Task prompt:
Return only those lines of the records below in which "MemoryChain" appears.

Dataset records
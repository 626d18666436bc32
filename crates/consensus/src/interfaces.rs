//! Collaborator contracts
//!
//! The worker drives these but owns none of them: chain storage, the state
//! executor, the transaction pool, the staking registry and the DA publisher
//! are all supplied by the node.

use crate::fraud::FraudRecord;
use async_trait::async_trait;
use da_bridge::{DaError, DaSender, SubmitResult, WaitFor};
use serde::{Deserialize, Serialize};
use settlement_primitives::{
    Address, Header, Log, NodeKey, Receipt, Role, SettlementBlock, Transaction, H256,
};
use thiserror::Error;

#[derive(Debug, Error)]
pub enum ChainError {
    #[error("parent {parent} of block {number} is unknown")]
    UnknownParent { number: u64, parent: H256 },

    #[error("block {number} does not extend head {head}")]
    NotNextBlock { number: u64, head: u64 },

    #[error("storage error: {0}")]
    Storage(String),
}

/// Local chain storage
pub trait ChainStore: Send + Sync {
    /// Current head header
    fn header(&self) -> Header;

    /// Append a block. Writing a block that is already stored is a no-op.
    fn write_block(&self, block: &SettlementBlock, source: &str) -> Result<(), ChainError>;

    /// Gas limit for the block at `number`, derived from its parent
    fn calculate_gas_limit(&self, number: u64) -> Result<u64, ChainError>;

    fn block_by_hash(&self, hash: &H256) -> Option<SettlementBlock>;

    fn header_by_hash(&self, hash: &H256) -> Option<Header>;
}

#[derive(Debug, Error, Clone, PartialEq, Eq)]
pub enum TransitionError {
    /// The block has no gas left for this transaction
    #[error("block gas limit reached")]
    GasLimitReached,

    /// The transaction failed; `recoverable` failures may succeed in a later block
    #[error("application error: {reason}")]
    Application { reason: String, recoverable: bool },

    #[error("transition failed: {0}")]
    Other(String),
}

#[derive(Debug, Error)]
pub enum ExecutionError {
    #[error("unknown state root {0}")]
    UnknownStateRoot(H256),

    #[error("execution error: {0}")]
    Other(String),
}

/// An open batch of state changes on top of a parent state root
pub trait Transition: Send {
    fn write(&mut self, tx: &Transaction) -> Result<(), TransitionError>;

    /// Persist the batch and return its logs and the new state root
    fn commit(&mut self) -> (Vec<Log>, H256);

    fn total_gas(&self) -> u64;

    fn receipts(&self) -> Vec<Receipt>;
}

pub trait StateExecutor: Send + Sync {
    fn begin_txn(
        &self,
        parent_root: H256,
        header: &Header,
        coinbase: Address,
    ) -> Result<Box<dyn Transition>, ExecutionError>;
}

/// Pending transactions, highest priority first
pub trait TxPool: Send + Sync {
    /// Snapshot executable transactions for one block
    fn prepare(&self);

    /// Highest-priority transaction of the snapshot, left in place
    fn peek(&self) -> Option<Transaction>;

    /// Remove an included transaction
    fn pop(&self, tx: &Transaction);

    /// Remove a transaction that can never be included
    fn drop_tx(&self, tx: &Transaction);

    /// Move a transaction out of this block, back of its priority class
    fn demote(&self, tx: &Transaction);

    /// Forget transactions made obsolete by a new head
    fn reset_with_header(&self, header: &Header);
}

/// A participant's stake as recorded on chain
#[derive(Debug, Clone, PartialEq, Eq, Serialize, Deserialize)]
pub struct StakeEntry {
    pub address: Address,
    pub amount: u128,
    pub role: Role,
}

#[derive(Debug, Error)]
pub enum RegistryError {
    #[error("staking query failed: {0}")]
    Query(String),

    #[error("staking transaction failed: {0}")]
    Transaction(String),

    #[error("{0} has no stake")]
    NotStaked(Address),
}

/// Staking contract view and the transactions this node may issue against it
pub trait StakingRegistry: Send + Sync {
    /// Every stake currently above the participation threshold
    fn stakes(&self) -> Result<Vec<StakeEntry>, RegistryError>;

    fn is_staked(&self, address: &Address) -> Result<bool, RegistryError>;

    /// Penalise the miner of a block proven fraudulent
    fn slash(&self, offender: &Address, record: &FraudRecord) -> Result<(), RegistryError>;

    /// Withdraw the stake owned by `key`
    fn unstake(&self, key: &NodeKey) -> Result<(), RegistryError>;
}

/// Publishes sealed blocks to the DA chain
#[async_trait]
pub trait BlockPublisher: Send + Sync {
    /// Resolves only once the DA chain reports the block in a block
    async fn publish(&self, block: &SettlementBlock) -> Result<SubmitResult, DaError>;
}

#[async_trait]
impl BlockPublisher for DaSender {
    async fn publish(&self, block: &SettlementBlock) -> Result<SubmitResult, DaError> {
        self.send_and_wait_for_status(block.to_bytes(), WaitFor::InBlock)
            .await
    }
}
--
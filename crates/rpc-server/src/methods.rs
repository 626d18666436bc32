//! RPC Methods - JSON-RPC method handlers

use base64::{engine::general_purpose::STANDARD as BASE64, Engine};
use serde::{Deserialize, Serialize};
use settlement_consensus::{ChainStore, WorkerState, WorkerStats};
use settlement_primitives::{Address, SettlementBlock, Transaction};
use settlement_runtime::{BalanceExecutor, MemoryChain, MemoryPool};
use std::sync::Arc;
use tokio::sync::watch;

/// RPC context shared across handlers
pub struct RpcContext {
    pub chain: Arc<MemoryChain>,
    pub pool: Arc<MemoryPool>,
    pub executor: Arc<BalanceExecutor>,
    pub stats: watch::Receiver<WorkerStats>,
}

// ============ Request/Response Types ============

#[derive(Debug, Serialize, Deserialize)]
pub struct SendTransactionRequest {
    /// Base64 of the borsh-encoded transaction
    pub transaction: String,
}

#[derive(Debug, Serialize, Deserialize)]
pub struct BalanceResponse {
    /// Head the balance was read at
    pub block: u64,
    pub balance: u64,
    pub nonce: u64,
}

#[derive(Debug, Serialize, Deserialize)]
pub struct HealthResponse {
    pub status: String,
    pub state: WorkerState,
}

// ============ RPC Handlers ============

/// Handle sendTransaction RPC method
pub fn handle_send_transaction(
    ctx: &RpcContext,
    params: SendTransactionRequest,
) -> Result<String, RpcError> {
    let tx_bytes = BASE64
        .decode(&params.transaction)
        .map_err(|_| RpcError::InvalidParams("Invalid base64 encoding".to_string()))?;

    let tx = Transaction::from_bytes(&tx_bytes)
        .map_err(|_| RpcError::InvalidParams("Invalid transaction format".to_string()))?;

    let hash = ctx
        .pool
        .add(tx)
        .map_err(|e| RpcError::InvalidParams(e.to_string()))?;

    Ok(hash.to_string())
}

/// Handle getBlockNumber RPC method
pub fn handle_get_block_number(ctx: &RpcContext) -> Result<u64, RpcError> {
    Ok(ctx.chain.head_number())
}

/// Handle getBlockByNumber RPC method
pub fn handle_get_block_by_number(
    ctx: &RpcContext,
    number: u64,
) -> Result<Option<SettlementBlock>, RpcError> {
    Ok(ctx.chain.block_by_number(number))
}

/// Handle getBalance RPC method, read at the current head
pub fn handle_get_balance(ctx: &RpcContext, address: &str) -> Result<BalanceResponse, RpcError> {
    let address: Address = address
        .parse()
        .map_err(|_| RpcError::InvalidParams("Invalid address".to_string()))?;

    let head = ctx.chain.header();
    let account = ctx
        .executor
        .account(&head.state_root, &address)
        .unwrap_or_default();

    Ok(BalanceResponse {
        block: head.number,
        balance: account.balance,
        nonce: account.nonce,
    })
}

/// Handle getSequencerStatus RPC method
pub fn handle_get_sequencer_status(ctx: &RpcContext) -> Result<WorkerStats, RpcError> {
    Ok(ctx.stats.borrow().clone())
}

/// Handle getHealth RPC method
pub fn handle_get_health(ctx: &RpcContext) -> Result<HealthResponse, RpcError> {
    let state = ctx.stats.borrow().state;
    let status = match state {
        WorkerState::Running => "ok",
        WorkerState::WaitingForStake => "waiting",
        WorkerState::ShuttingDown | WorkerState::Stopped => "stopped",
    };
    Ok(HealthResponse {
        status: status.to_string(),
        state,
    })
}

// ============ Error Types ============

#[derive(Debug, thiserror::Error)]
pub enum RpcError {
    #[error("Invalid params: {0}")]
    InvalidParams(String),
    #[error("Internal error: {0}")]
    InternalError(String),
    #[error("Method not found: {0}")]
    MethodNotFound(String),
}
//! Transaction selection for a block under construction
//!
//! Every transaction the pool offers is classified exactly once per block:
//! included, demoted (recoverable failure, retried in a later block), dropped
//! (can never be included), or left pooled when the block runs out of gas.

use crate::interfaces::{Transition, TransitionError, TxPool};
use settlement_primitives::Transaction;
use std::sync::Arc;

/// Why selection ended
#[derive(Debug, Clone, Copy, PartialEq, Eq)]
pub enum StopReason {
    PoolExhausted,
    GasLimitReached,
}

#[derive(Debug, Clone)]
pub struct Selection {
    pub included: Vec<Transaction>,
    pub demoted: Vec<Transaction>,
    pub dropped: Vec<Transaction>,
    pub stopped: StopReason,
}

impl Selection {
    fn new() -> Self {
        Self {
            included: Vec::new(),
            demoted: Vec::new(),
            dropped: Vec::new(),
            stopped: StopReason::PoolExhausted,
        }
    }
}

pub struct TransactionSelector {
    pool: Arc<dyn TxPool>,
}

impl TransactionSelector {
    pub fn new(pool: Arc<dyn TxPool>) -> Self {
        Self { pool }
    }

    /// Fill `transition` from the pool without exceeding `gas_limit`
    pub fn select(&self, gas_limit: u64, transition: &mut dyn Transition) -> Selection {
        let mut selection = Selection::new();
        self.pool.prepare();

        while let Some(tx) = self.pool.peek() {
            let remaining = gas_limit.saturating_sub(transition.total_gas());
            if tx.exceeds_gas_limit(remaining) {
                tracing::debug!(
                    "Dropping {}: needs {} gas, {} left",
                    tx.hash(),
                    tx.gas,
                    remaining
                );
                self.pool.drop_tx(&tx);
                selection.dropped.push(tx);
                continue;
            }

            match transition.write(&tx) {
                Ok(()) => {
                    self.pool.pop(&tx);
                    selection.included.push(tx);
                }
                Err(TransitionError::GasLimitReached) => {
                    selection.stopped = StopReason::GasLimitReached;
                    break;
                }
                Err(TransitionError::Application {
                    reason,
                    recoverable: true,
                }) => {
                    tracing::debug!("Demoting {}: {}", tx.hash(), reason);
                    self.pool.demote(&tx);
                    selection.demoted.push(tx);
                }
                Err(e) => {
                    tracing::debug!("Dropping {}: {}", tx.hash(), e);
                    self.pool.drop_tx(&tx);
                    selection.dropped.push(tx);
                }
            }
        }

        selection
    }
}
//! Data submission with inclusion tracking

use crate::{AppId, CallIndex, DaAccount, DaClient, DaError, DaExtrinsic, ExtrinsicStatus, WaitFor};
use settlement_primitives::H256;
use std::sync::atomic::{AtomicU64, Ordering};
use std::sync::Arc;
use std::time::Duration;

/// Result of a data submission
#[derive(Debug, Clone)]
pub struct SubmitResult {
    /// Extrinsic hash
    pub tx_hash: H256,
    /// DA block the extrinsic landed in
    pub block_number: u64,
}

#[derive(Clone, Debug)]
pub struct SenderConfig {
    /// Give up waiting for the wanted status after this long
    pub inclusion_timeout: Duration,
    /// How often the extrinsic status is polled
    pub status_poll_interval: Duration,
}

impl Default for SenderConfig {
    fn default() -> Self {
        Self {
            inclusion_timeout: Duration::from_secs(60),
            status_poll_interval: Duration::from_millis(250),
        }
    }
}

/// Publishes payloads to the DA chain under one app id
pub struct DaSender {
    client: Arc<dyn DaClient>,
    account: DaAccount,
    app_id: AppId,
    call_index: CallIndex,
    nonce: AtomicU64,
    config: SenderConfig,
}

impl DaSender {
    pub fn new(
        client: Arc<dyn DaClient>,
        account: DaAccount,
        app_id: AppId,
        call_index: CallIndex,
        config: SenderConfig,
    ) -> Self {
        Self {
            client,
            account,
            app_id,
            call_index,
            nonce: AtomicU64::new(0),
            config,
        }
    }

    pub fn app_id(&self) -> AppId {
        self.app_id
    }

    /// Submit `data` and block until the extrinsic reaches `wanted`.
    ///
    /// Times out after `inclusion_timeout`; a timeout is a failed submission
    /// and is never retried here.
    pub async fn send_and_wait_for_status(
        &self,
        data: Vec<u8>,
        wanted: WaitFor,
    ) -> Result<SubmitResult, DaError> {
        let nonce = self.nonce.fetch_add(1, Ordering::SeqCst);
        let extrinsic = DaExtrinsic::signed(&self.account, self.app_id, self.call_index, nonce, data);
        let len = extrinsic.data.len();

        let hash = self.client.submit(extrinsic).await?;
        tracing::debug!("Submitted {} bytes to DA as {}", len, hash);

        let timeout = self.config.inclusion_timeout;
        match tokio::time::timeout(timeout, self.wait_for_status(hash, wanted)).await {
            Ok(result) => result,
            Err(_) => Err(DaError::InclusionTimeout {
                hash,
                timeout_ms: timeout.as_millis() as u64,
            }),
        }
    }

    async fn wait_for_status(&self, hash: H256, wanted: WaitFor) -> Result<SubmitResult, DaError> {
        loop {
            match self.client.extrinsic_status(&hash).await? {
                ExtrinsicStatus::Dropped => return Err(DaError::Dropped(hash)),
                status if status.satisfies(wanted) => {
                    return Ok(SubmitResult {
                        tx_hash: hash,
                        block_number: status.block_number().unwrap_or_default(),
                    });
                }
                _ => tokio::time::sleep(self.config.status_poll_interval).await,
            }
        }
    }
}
---
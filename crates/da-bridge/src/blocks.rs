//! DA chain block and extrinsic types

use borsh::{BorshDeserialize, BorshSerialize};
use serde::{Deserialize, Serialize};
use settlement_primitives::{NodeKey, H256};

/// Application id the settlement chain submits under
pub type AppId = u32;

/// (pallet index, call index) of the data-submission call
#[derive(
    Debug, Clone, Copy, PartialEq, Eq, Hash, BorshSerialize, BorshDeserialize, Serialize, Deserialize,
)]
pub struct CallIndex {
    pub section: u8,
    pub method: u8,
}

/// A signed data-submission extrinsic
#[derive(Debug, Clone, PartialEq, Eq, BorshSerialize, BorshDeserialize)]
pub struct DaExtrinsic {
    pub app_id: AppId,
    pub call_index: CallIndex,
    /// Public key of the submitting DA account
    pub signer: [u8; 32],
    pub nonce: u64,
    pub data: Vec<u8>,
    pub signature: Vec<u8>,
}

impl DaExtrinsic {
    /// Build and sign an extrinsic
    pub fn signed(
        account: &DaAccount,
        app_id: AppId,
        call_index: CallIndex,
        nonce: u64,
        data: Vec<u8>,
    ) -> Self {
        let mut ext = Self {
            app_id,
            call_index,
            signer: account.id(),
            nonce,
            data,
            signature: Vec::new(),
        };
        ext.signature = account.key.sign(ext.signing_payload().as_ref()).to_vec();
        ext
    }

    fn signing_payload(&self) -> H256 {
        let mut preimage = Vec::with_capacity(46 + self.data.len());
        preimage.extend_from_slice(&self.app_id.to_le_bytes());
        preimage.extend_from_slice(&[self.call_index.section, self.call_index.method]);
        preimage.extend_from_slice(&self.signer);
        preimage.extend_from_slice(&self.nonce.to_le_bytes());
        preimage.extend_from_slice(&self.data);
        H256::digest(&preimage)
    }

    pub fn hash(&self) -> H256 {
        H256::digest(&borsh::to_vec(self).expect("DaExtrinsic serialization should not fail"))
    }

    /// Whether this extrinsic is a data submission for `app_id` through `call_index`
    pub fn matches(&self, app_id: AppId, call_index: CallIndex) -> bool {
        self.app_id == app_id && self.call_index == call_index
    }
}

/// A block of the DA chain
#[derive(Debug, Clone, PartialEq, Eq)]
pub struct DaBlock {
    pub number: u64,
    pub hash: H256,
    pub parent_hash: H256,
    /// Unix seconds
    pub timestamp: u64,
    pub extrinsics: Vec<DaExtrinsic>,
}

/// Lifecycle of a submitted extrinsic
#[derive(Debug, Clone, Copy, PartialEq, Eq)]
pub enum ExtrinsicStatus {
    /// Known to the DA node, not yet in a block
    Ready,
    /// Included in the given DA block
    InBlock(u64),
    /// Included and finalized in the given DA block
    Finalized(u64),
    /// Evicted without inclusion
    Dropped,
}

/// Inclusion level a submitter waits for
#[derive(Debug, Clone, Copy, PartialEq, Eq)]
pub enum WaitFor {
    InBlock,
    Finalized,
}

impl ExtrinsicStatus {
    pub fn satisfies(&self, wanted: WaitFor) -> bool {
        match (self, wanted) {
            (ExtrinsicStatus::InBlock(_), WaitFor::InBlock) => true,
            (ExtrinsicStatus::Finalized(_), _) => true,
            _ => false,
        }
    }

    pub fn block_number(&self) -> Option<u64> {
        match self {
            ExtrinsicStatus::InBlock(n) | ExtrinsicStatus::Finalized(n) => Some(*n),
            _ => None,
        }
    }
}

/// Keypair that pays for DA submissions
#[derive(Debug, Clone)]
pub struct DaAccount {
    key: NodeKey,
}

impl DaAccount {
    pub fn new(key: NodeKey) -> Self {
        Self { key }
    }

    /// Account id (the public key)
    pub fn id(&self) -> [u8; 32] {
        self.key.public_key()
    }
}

Exercise response:
use settlement_runtime::{BalanceExecutor, MemoryChain, MemoryPool};
    pub chain: Arc<MemoryChain>,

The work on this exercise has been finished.